We investigated the effect of endothelin-1 on relaxation responses induced by vasodilator substances in canine middle cerebral arteries to better understand regulation of cerebrovascular tone and its potential impact on mechanism of cerebral vasospasm. Endothelin-1 elicited concentration-dependent contractions in helical strips of canine cerebral arteries (EC50; 4.62 X 10(-9) M). Pretreatment with 10(-9) M endothelin-1 significantly reduced endothelium-dependent relaxation elicited by substance P and endothelium-independent relaxations by nitroglycerin, prostaglandin I-2, and KCl.

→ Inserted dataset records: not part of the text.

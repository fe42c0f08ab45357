//! Renderers for an analyzed dependency graph.
//!
//! - [`tree`]: indented ASCII tree and the compact grouped listing.
//! - [`dot`]: Graphviz DOT source with legend and annotations.
//! - [`diagram`]: PNG / SVG images drawn natively with plotters.
//! - [`structured`]: the JSON / YAML dependency document.
//! - [`analysis`], [`health`], [`licenses`], [`security`]: the colored
//!   text reports behind the matching subcommands.
//!
//! Renderers return strings; [`emit`] decides where they go.

use std::path::Path;

use anyhow::{Context, Result};
use comfy_table::presets::UTF8_FULL;
use comfy_table::{Attribute, Cell, ContentArrangement, Table};
use serde::Serialize;

pub mod analysis;
pub mod diagram;
pub mod dot;
pub mod health;
pub mod licenses;
pub mod security;
pub mod structured;
pub mod tree;

#[derive(Debug, Clone, Copy, PartialEq, Eq)]
pub enum DocumentFormat {
    Json,
    Yaml,
}

/// Serialize any report as a JSON or YAML document.
pub fn to_document<T: Serialize>(value: &T, format: DocumentFormat) -> Result<String> {
    match format {
        DocumentFormat::Json => {
            let mut json = serde_json::to_string_pretty(value).context("failed to encode JSON")?;
            json.push('\n');
            Ok(json)
        }
        DocumentFormat::Yaml => serde_yaml::to_string(value).context("failed to encode YAML"),
    }
}

/// Write `content` to `output`, or to stdout when no file is given.
/// Returns `true` when a file was written.
pub fn emit(content: &str, output: Option<&Path>) -> Result<bool> {
    match output {
        Some(path) => {
            std::fs::write(path, content)
                .with_context(|| format!("Failed to write {}", path.display()))?;
            Ok(true)
        }
        None => {
            print!("{}", content);
            Ok(false)
        }
    }
}

/// A table in the house style with a bold header row.
pub(crate) fn table(headers: &[&str]) -> Table {
    let mut table = Table::new();
    table
        .load_preset(UTF8_FULL)
        .set_content_arrangement(ContentArrangement::Dynamic)
        .set_header(
            headers
                .iter()
                .map(|h| Cell::new(h).add_attribute(Attribute::Bold))
                .collect::<Vec<_>>(),
        );
    if !colored::control::SHOULD_COLORIZE.should_colorize() {
        table.force_no_tty();
    }
    table
}


#[cfg(test)]
mod tests {
    use super::*;
    use tempfile::TempDir;

    #[derive(Serialize)]
    struct Doc {
        name: &'static str,
        count: usize,
    }

    #[test]
    fn test_documents() {
        let doc = Doc { name: "x", count: 2 };
        let json = to_document(&doc, DocumentFormat::Json).unwrap();
        assert!(json.ends_with("}\n"));
        let value: serde_json::Value = serde_json::from_str(&json).unwrap();
        assert_eq!(value["count"], 2);

        let yaml = to_document(&doc, DocumentFormat::Yaml).unwrap();
        assert!(yaml.contains("name: x"));
    }

    #[test]
    fn test_emit_to_file() {
        let dir = TempDir::new().unwrap();
        let path = dir.path().join("out.txt");
        assert!(emit("hello\n", Some(&path)).unwrap());
        assert_eq!(std::fs::read_to_string(&path).unwrap(), "hello\n");
    }

    #[test]
    fn test_emit_to_missing_directory_fails() {
        let dir = TempDir::new().unwrap();
        let path = dir.path().join("missing").join("out.txt");
        assert!(emit("x", Some(&path)).is_err());
    }
}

Although endothelin-1 in a lower concentration (10(-10) M) did not affect these endothelium-indipendent relaxations, it did inhibit endothelium-dependent relaxation caused by substance P. A low concentration (10(-10) M) of endothelin-1 also significantly reduced endothelium-dependent relaxation of canine mesenteric arteries induced by acetylcholine. Other vasoconstrictor peptides such as angiotensin-II and vasopressin did not inhibit endothelium-dependent and -independent relaxations. These results indicate that endothelin-1 not only produces cerebral vasoconstriction but also interferes with vasodilator mechanisms and that endothelium-dependent vasodilation is more sensitive to the inhibitory effect of endothelin-1 than endothelium-independent vasodiltion.